ExceptionFactory

Producing content that a reasonable developer might want to read

Modernizing Streaming Encryption with age in Apache NiFi

age Encryption NiFi Security

2023-12-04 • 12 minute read • David Handermann

Background

Apache NiFi has supported several data flow encryption strategies from initial incubator releases. The EncryptContent Processor evolved over multiple versions to incorporate support for various algorithms and encoding options, including OpenPGP as well as custom serialization strategies. Following the development and standardization of newer key derivation functions and cipher algorithms, many of the options in the EncryptContent Processor no longer provide sufficient security or interoperability guarantees. More recent releases of NiFi have added specialized Processors for decrypting historical information and interoperating with OpenPGP. With these use cases addressed, the requirement remained for encrypting new information using an interoperable specification and modern algorithms.

Introduction

Apache NiFi 2.0.0 Milestone 1 and version 1.24.0 introduced new Processors supporting the age encryption specification. The age standard is an open source specification with a reference implementation written in Go. Building on the Jagged implementation for Java, the NiFi EncryptContentAge and DecryptContentAge Processors support creating data flows using the age specification for streaming encryption and decryption. These Processors follow best practices for stream handling, enabling encryption or decryption of files with sizes ranging from kilobytes to gigabytes, without excessive memory consumption. The EncryptContentAge and DecryptContentAge Processors support the standard elliptic curve X25519 Recipient Type, which provides asymmetric key agreement for one or more recipients. Following the age specification, these processors use the ChaCha20-Poly1305 cipher algorithm for payload encryption, which incorporates integrity checking as a standard feature of algorithm. Based on modern algorithms and open standards, EncryptContentAge and DecryptContentAge combine content security, scalable streaming, and simplified configuration, providing an optimal solution for flow-based encryption with Apache NiFi.

Specification Summary

Encryption terminology includes a number of acronyms and phrases outside the common software development lexicon. Evaluating the relative strengths and weaknesses of particular security solutions is often the domain of specialized practitioners. With that background, the present goal not to cover the mathematical complexities behind the age encryption specification, but rather to provide a summary of key concepts and analogous capabilities.

Selected Algorithms

One primary goal of the age-encryption.org specification is a limited number of configurable options. The first example of this goal in practice is the selection of ChaCha20-Poly1305 as the only supported cipher algorithm for payload encryption and decryption. Although this algorithm is somewhat less common than the ubiquitous Advanced Encryption Standard, ChaCha20-Poly1305 is the only other cipher algorithm besides AES-GCM supported for Transport Layer Security version 1.3. Where TLS 1.2 and earlier versions supported dozens of cipher suite combinations, TLS 1.3 follows a similar principal of simplicity, supporting less than ten options, with only two cipher algorithms.
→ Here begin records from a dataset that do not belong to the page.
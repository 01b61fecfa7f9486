use archview_view::{
    Bounds, GridLayout, LayoutAlgorithm, LayoutRequest, LayoutResponse, LayoutService, Position,
    TransformOptions, TransformSession, ViewError, ViewLevel, ViewTransformer,
};
use async_trait::async_trait;
use std::collections::HashMap;
use std::sync::atomic::{AtomicUsize, Ordering};
use std::sync::Arc;
use tokio::sync::Notify;

mod support;

/// Fails every request and counts how often it was asked
#[derive(Default)]
struct RefusingLayout {
    calls: AtomicUsize,
}

#[async_trait]
impl LayoutService for RefusingLayout {
    fn name(&self) -> &str {
        "refusing"
    }

    async fn layout(&self, _request: LayoutRequest) -> archview_view::Result<LayoutResponse> {
        self.calls.fetch_add(1, Ordering::SeqCst);
        Err(ViewError::layout("engine offline"))
    }
}

/// Grid layout that waits for a signal before answering
struct GatedLayout {
    gate: Arc<Notify>,
}

#[async_trait]
impl LayoutService for GatedLayout {
    fn name(&self) -> &str {
        "gated"
    }

    async fn layout(&self, request: LayoutRequest) -> archview_view::Result<LayoutResponse> {
        self.gate.notified().await;
        GridLayout::default().layout(request).await
    }
}

#[tokio::test]
async fn transform_positions_every_node_and_computes_bounds() {
    let graph = support::shop_graph();
    let transformer = ViewTransformer::new(TransformOptions::context()).unwrap();
    let result = transformer
        .transform(&graph, &GridLayout::default())
        .await
        .unwrap();

    assert_eq!(result.view_level, ViewLevel::Context);
    assert_eq!(result.nodes.len(), 6);
    for node in &result.nodes {
        assert!(node.position.x >= result.bounds.x);
        assert!(node.position.y >= result.bounds.y);
        assert!(node.position.x + node.size.width <= result.bounds.x + result.bounds.width);
        assert!(node.position.y + node.size.height <= result.bounds.y + result.bounds.height);
    }
    assert!(result.bounds.width > 0.0 && result.bounds.height > 0.0);
}

#[tokio::test]
async fn manual_layout_uses_supplied_positions_verbatim() {
    let graph = support::shop_graph();
    let layout = RefusingLayout::default();
    let options = TransformOptions {
        layout: LayoutAlgorithm::Manual,
        manual_positions: HashMap::from([("web".to_string(), Position::new(420.0, -35.5))]),
        ..TransformOptions::context()
    };

    let result = archview_view::transform(&graph, &options, &layout)
        .await
        .unwrap();

    assert_eq!(layout.calls.load(Ordering::SeqCst), 0);
    assert_eq!(result.node("web").unwrap().position, Position::new(420.0, -35.5));
    assert_eq!(result.node("db").unwrap().position, Position::ORIGIN);
}

#[tokio::test]
async fn layout_failure_surfaces_as_error() {
    let graph = support::shop_graph();
    let err = archview_view::transform(&graph, &TransformOptions::context(), &RefusingLayout::default())
        .await
        .unwrap_err();
    assert!(matches!(err, ViewError::Layout(_)));
}

#[tokio::test]
async fn empty_view_skips_layout_and_has_zero_bounds() {
    let graph = support::shop_graph();
    let layout = RefusingLayout::default();
    let options = TransformOptions {
        changeset_only: true,
        ..TransformOptions::context()
    };

    let result = archview_view::transform(&graph, &options, &layout)
        .await
        .unwrap();
    assert!(result.nodes.is_empty());
    assert_eq!(result.bounds, Bounds::default());
    assert_eq!(layout.calls.load(Ordering::SeqCst), 0);
}

#[tokio::test]
async fn session_requires_a_loaded_graph() {
    let session = TransformSession::new();
    let err = session
        .transform(&TransformOptions::context(), &GridLayout::default())
        .await
        .unwrap_err();
    assert!(matches!(err, ViewError::GraphNotLoaded));
    assert_eq!(session.generation(), 0, "rejected requests take no ticket");

    session.load(Arc::new(support::shop_graph()));
    assert!(session
        .transform(&TransformOptions::context(), &GridLayout::default())
        .await
        .is_ok());
}

#[tokio::test]
async fn superseded_request_result_is_discarded() {
    let session = TransformSession::new();
    session.load(Arc::new(support::shop_graph()));

    let gate = Arc::new(Notify::new());
    let slow = GatedLayout { gate: gate.clone() };
    let options = TransformOptions::context();

    let first = session.transform(&options, &slow);
    let second = async {
        let result = session
            .transform(&TransformOptions::container("orders-svc"), &GridLayout::default())
            .await;
        gate.notify_one();
        result
    };
    let (first, second) = tokio::join!(first, second);

    assert!(matches!(first, Err(ViewError::Superseded { .. })));
    assert_eq!(second.unwrap().view_level, ViewLevel::Container);
}

#[tokio::test]
async fn reloading_the_graph_supersedes_in_flight_requests() {
    let session = TransformSession::new();
    session.load(Arc::new(support::shop_graph()));
    let updates = session.subscribe();

    let gate = Arc::new(Notify::new());
    let slow = GatedLayout { gate: gate.clone() };
    let options = TransformOptions::context();

    let pending = session.transform(&options, &slow);
    let reload = async {
        session.load(Arc::new(support::shop_graph()));
        gate.notify_one();
    };
    let (result, ()) = tokio::join!(pending, reload);

    assert!(matches!(result, Err(ViewError::Superseded { .. })));
    assert!(updates.has_changed().unwrap());
}
//! Control-block filter (C9): suppresses inline
//! `---<NAME>_START---`..`---<NAME>_END---` blocks from a streamed text
//! sequence before it reaches callers.
//!
//! No direct teacher precedent covers inline marker-block suppression across
//! chunk boundaries, so this is freshly authored to the corpus's general
//! idiom (a small buffering state machine, `Result`-free since nothing here
//! can fail, thorough inline tests) rather than adapted from an existing
//! file.

use serde_json::Value;

const MARKER_NAMES: &[&str] = &["COMPLETE_TASK", "REQUEST_CLARIFICATION", "GENERATED_ARTIFACT"];
const MARKER_PREFIX: &str = "---";

#[derive(Debug, Clone, Copy, PartialEq, Eq)]
enum Mode {
    Passthrough,
    InsideBlock,
}

/// Streaming filter state for one run's assistant text.
#[derive(Debug)]
pub struct ControlBlockFilter {
    mode: Mode,
    /// Text accumulated so far that might still become part of a marker or
    /// a block body; flushed (or discarded) once it's disambiguated.
    pending: String,
    /// Name of the block currently being swallowed, once `_START---` closed.
    active_block: Option<String>,
    /// Raw text swallowed since `active_block` opened (used to promote the
    /// `artifact` field for `COMPLETE_TASK`).
    block_body: String,
    /// Name of the block that closed during the most recent `consume`/
    /// `finalize` call, if any. Reset at the start of each call.
    last_closed_name: Option<String>,
}

impl Default for ControlBlockFilter {
    fn default() -> Self {
        Self::new()
    }
}

impl ControlBlockFilter {
    /// Build a fresh filter in passthrough mode.
    #[must_use]
    pub fn new() -> Self {
        Self {
            mode: Mode::Passthrough,
            pending: String::new(),
            active_block: None,
            block_body: String::new(),
            last_closed_name: None,
        }
    }

    /// Feed one chunk, returning the text (if any) that should be emitted to
    /// the caller immediately. Buffered ambiguous text is held back until a
    /// later chunk or `finalize` resolves it.
    pub fn consume(&mut self, chunk: &str) -> String {
        self.pending.push_str(chunk);
        self.last_closed_name = None;
        self.drain(false)
    }

    /// Flush any buffered tail. Call once the stream has truly ended.
    pub fn finalize(&mut self) -> String {
        self.last_closed_name = None;
        self.drain(true)
    }

    /// `true` if a `COMPLETE_TASK` block closed during the most recent
    /// `consume`/`finalize` call, meaning [`Self::last_closed_body`] now
    /// holds that block's body and [`Self::take_artifact`] should be called
    /// on it.
    #[must_use]
    pub fn just_closed_complete_task(&self) -> bool {
        self.last_closed_name.as_deref() == Some("COMPLETE_TASK")
    }

    /// For a `COMPLETE_TASK` block that has just closed, parses its raw body
    /// as JSON and extracts the `artifact` field's string value, if present.
    #[must_use]
    pub fn take_artifact(body: &str) -> Option<String> {
        let value: Value = serde_json::from_str(body.trim()).ok()?;
        value.get("artifact").and_then(Value::as_str).map(str::to_string)
    }

    fn drain(&mut self, at_end: bool) -> String {
        let mut out = String::new();
        loop {
            match self.mode {
                Mode::Passthrough => {
                    match find_marker_start(&self.pending, at_end) {
                        MarkerScan::Found { start, name_end, name } => {
                            let mut before = self.pending[..start].to_string();
                            if before.ends_with('\n') {
                                before.pop();
                            }
                            out.push_str(&before);
                            self.pending.drain(..name_end);
                            self.active_block = Some(name);
                            self.block_body.clear();
                            self.mode = Mode::InsideBlock;
                        }
                        MarkerScan::Ambiguous { safe_len } => {
                            out.push_str(&self.pending[..safe_len]);
                            self.pending.drain(..safe_len);
                            break;
                        }
                        MarkerScan::None => {
                            out.push_str(&self.pending);
                            self.pending.clear();
                            break;
                        }
                    }
                }
                Mode::InsideBlock => {
                    let name = self.active_block.clone().unwrap_or_default();
                    let end_marker = format!("{MARKER_PREFIX}{name}_END{MARKER_PREFIX}");
                    if let Some(idx) = self.pending.find(&end_marker) {
                        self.block_body.push_str(&self.pending[..idx]);
                        self.pending.drain(..idx + end_marker.len());
                        if self.pending.starts_with('\n') {
                            self.pending.drain(..1);
                        }
                        self.active_block = None;
                        self.last_closed_name = Some(name);
                        self.mode = Mode::Passthrough;
                    } else if at_end {
                        // Never closed; swallow everything buffered, nothing
                        // to emit for an unterminated block.
                        self.block_body.push_str(&self.pending);
                        self.pending.clear();
                        break;
                    } else {
                        // Keep the body buffered; might still contain a
                        // split end marker in a later chunk.
                        let safe_len = safe_prefix_len(&self.pending, &end_marker);
                        self.block_body.push_str(&self.pending[..safe_len]);
                        self.pending.drain(..safe_len);
                        break;
                    }
                }
            }
        }
        out
    }

    /// The name and raw body of the most recently closed block, if the
    /// caller wants to inspect it (e.g. to promote an artifact).
    #[must_use]
    pub fn last_closed_body(&self) -> &str {
        &self.block_body
    }
}

enum MarkerScan {
    Found { start: usize, name_end: usize, name: String },
    Ambiguous { safe_len: usize },
    None,
}

fn find_marker_start(text: &str, at_end: bool) -> MarkerScan {
    let Some(start) = text.find(MARKER_PREFIX) else {
        return MarkerScan::None;
    };

    for name in MARKER_NAMES {
        let full = format!("{MARKER_PREFIX}{name}_START{MARKER_PREFIX}");
        if let Some(idx) = text[start..].find(&full) {
            let absolute = start + idx;
            return MarkerScan::Found {
                start: absolute,
                name_end: absolute + full.len(),
                name: (*name).to_string(),
            };
        }
    }

    if at_end {
        return MarkerScan::None;
    }

    // `---` is present but we can't yet tell whether it's the start of a
    // recognized marker or ordinary text; hold back from `start` onward.
    MarkerScan::Ambiguous { safe_len: start }
}

/// Longest prefix of `text` that provably cannot be (a prefix of) `marker`.
fn safe_prefix_len(text: &str, marker: &str) -> usize {
    for start in (0..text.len()).rev() {
        if marker.starts_with(&text[start..]) {
            continue;
        }
        return start + 1;
    }
    0
}
//! Frame codec (C1): encodes/decodes the wire envelopes carried over the
//! WebSocket — requests, responses, and server-push events.
//!
//! Grounded in the tagged-enum + predicate-method idiom used throughout the
//! teacher crate's event types: a frame is classified by which fields are
//! present rather than by an explicit type tag, since the gateway wire
//! protocol doesn't carry one.

use serde_json::Value;

/// A decoded wire envelope.
#[derive(Debug, Clone, PartialEq)]
pub enum Frame {
    /// A JSON-RPC request. The core never receives these from the server in
    /// practice (the gateway doesn't initiate requests), but the codec still
    /// recognizes the shape so it can reject it politely rather than
    /// misclassify it as something else.
    Request {
        /// Correlation id.
        id: String,
        /// Dotted method name.
        method: String,
        /// Optional parameter object.
        params: Option<Value>,
    },
    /// A successful JSON-RPC response.
    Response {
        /// Correlation id matching a prior request.
        id: String,
        /// The result value.
        result: Value,
    },
    /// A JSON-RPC error response.
    ResponseError {
        /// Correlation id matching a prior request.
        id: String,
        /// Server-assigned error code.
        code: i64,
        /// Human-readable error message.
        message: String,
    },
    /// A server-push event frame.
    Event(EventFrame),
    /// An opaque server notice the core does not interpret.
    Opaque(Value),
}

/// A single server-push event, normalized so `seq`/`ts` are always integers.
#[derive(Debug, Clone, PartialEq)]
pub struct EventFrame {
    /// The `event` field verbatim (e.g. `"chat"`, `"agent.event"`).
    pub event: String,
    /// Monotonic per-run sequence number, when present.
    pub seq: Option<u64>,
    /// Timestamp normalized to milliseconds, when present.
    pub ts_ms: Option<u64>,
    /// The event payload, passed through unmodified for forward compatibility.
    pub payload: Value,
    /// Event metadata (`schemaVersion`, `channel`, `runId`), when present.
    pub eventmeta: Option<Value>,
}

impl EventFrame {
    /// The channel this event belongs to, preferring `eventmeta.channel` and
    /// falling back to classifying the `event` field itself.
    #[must_use]
    pub fn channel(&self) -> Option<&str> {
        if let Some(meta) = &self.eventmeta {
            if let Some(channel) = meta.get("channel").and_then(Value::as_str) {
                return Some(channel);
            }
        }
        match self.event.as_str() {
            "chat" => Some("chat"),
            "agent.event" => Some("agent"),
            _ => None,
        }
    }

    /// The `runId` this event is associated with, checked in `payload` first
    /// and `eventmeta` second (see §4.4's matching rule).
    #[must_use]
    pub fn run_id(&self) -> Option<&str> {
        self.payload
            .get("runId")
            .and_then(Value::as_str)
            .or_else(|| {
                self.eventmeta
                    .as_ref()
                    .and_then(|m| m.get("runId"))
                    .and_then(Value::as_str)
            })
    }
}

/// Parse a raw JSON-RPC numeric field that may arrive as an integer or as a
/// numeric string (the gateway is inconsistent about this for `seq`/`ts`).
fn parse_numeric_field(value: &Value) -> Option<u64> {
    match value {
        Value::Number(n) => n.as_u64(),
        Value::String(s) => s.parse::<u64>().ok(),
        _ => None,
    }
}

/// Normalize a `ts` value to milliseconds. Values below `10^12` are assumed
/// to be seconds and are scaled up; anything else is assumed to already be
/// milliseconds.
fn normalize_ts_ms(raw: u64) -> u64 {
    const MS_THRESHOLD: u64 = 1_000_000_000_000;
    if raw < MS_THRESHOLD {
        raw * 1000
    } else {
        raw
    }
}

/// Decode a raw text frame into a [`Frame`].
///
/// # Errors
///
/// Returns `Err` with a human-readable message when the text is not valid
/// JSON. A well-formed but unrecognized shape is never an error: it decodes
/// to [`Frame::Opaque`].
pub fn decode(text: &str) -> Result<Frame, String> {
    let value: Value = serde_json::from_str(text).map_err(|e| format!("invalid JSON: {e}"))?;
    Ok(classify(value))
}

fn classify(value: Value) -> Frame {
    let id = value.get("id").and_then(Value::as_str).map(str::to_string);

    if let Some(id) = &id {
        if let Some(result) = value.get("result") {
            return Frame::Response {
                id: id.clone(),
                result: result.clone(),
            };
        }
        if let Some(error) = value.get("error") {
            let code = error.get("code").and_then(Value::as_i64).unwrap_or(0);
            let message = error
                .get("message")
                .and_then(Value::as_str)
                .unwrap_or("unknown error")
                .to_string();
            return Frame::ResponseError {
                id: id.clone(),
                code,
                message,
            };
        }
        if let Some(method) = value.get("method").and_then(Value::as_str) {
            return Frame::Request {
                id: id.clone(),
                method: method.to_string(),
                params: value.get("params").cloned(),
            };
        }
    }

    let has_event_field = value.get("event").and_then(Value::as_str).is_some();
    let has_eventmeta_channel = value
        .get("eventmeta")
        .and_then(|m| m.get("channel"))
        .is_some();

    if has_event_field || has_eventmeta_channel {
        let event = value
            .get("event")
            .and_then(Value::as_str)
            .unwrap_or_default()
            .to_string();
        let seq = value.get("seq").and_then(parse_numeric_field);
        let ts_ms = value.get("ts").and_then(parse_numeric_field).map(normalize_ts_ms);
        let payload = value.get("payload").cloned().unwrap_or(Value::Null);
        let eventmeta = value.get("eventmeta").cloned();
        return Frame::Event(EventFrame {
            event,
            seq,
            ts_ms,
            payload,
            eventmeta,
        });
    }

    Frame::Opaque(value)
}

#[cfg(test)]
mod tests {
    use super::*;
    use serde_json::json;

    #[test]
    fn test_decode_response() {
        let frame = decode(r#"{"id":"abc","result":{"ok":true}}"#).unwrap();
        assert_eq!(
            frame,
            Frame::Response {
                id: "abc".into(),
                result: json!({"ok": true}),
            }
        );
    }

    #[test]
    fn test_decode_response_error() {
        let frame = decode(r#"{"id":"abc","error":{"code":401,"message":"nope"}}"#).unwrap();
        assert_eq!(
            frame,
            Frame::ResponseError {
                id: "abc".into(),
                code: 401,
                message: "nope".into(),
            }
        );
    }

    #[test]
    fn test_decode_event_with_string_seq() {
        let frame = decode(
            r#"{"event":"chat","seq":"3","ts":"1700000000","payload":{"runId":"r1"}}"#,
        )
        .unwrap();
        match frame {
            Frame::Event(ev) => {
                assert_eq!(ev.seq, Some(3));
                assert_eq!(ev.ts_ms, Some(1_700_000_000_000));
                assert_eq!(ev.run_id(), Some("r1"));
            }
            _ => panic!("expected Event frame"),
        }
    }

    #[test]
    fn test_decode_event_channel_from_eventmeta() {
        let frame = decode(
            r#"{"event":"weird-name","payload":{},"eventmeta":{"channel":"agent","runId":"r2"}}"#,
        )
        .unwrap();
        match frame {
            Frame::Event(ev) => {
                assert_eq!(ev.channel(), Some("agent"));
                assert_eq!(ev.run_id(), Some("r2"));
            }
            _ => panic!("expected Event frame"),
        }
    }

    #[test]
    fn test_decode_opaque_notice() {
        let frame = decode(r#"{"type":"welcome"}"#).unwrap();
        assert!(matches!(frame, Frame::Opaque(_)));
    }

    #[test]
    fn test_decode_invalid_json_fails() {
        assert!(decode("not json").is_err());
    }

    #[test]
    fn test_ts_ms_threshold_is_not_rescaled() {
        assert_eq!(normalize_ts_ms(1_700_000_000_000), 1_700_000_000_000);
        assert_eq!(normalize_ts_ms(1_700_000_000), 1_700_000_000_000);
    }
}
Both AES-GCM and ChaCha20-Poly1305 support authenticated encryption which incorporates cryptographic integrity checking in the algorithm itself, without requiring additional processing. This feature provides a layer of protection against tampering that might otherwise allow some amount of data modification prior to decryption. The ChaCha20-Poly1305 algorithm uses a standard key length of 256 bits, avoiding the need to decide between different key sizes.

The native algorithm for asymmetric key agreement in the age specification is X25519, which provides strong security with short key pairs using elliptic curve cryptography. Although the age specification allows for extensible types of recipients, X25519 enables common public and private key encryption use cases without the historical concerns surrounding other algorithms.

As opposed to RSA keys, which can be up to several kilobytes in size, an encoded X25519 private key is only 74 characters long, while still providing strong security guarantees. The age specification uses a specialized format named Bech32 for encoding public and private keys, described in Bitcoin Enhancement Proposal 173. Although Bech32 differs from the popular Base64 encoding, Bech32 avoids the ambiguities present in Base64 strategies, and also incorporates a checksum that is useful for detecting malformed keys before performing cipher operations.

The difference between an age public key and private key is readily apparent from a visual inspection.

All age X25519 public keys begin with age1 and consist of lowercase characters. All age X25519 private keys begin with AGE-SECRET-KEY-1 and consist of uppercase characters. The Bech32 format restricts the set of valid characters. Taken together, these qualities provide unambiguous definition and straightforward processing.

Strict Encoding

In addition to mandating specific cipher and key agreement algorithms, the age specification defines strict rules for encoding header and payload information. The standard encoding requires an ASCII header with recipient information and a binary payload consisting of segments containing no more than 64 kilobytes each. The age specification also supports strict PEM encoding with standard header and footer lines bounding a Base64 content section.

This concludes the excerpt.